THE TASK:
For the word "impl", search the records and show each line in which it occurs.

Stored items
▬▬▬▬▬▬▬▬▬▬
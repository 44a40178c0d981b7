//! Portal roles

use serde::{Deserialize, Serialize};
use std::fmt;
use std::str::FromStr;

use crate::error::RoleError;

/// Role of an authenticated principal.
///
/// `TEACHER` is the canonical tag. The older `PROFESSOR` tag is still
/// accepted on input and maps to [`Role::Teacher`].
#[derive(Debug, Clone, Copy, PartialEq, Eq, Hash, Serialize, Deserialize)]
#[serde(try_from = "String", into = "String")]
pub enum Role {
    Student,
    Teacher,
    Admin,
}

/// Legacy tag for [`Role::Teacher`]
pub const LEGACY_TEACHER_TAG: &str = "PROFESSOR";

impl Role {
    pub const ALL: [Role; 3] = [Role::Student, Role::Teacher, Role::Admin];

    /// Canonical wire tag
    pub fn as_str(self) -> &'static str {
        match self {
            Role::Student => "STUDENT",
            Role::Teacher => "TEACHER",
            Role::Admin => "ADMIN",
        }
    }

    /// Landing page after login
    pub fn dashboard_path(self) -> &'static str {
        match self {
            Role::Student => "/student/dashboard",
            Role::Teacher => "/teacher/dashboard",
            Role::Admin => "/admin/dashboard",
        }
    }
}

impl FromStr for Role {
    type Err = RoleError;

    fn from_str(s: &str) -> Result<Self, Self::Err> {
        match s.trim().to_ascii_uppercase().as_str() {
            "STUDENT" => Ok(Role::Student),
            "TEACHER" | LEGACY_TEACHER_TAG => Ok(Role::Teacher),
            "ADMIN" => Ok(Role::Admin),
            _ => Err(RoleError::Unknown(s.to_string())),
        }
    }
}

impl TryFrom<String> for Role {
    type Error = RoleError;

    fn try_from(value: String) -> Result<Self, Self::Error> {
        value.parse()
    }
}

impl From<Role> for String {
    fn from(role: Role) -> Self {
        role.as_str().to_string()
    }
}

impl fmt::Display for Role {
    fn fmt(&self, f: &mut fmt::Formatter<'_>) -> fmt::Result {
        f.write_str(self.as_str())
    }
}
▬▬▬▬▬▬▬▬▬▬
WRITTEN RESPONSE:
impl Role {
impl FromStr for Role {
impl TryFrom<String> for Role {
impl From<Role> for String {
impl fmt::Display for Role {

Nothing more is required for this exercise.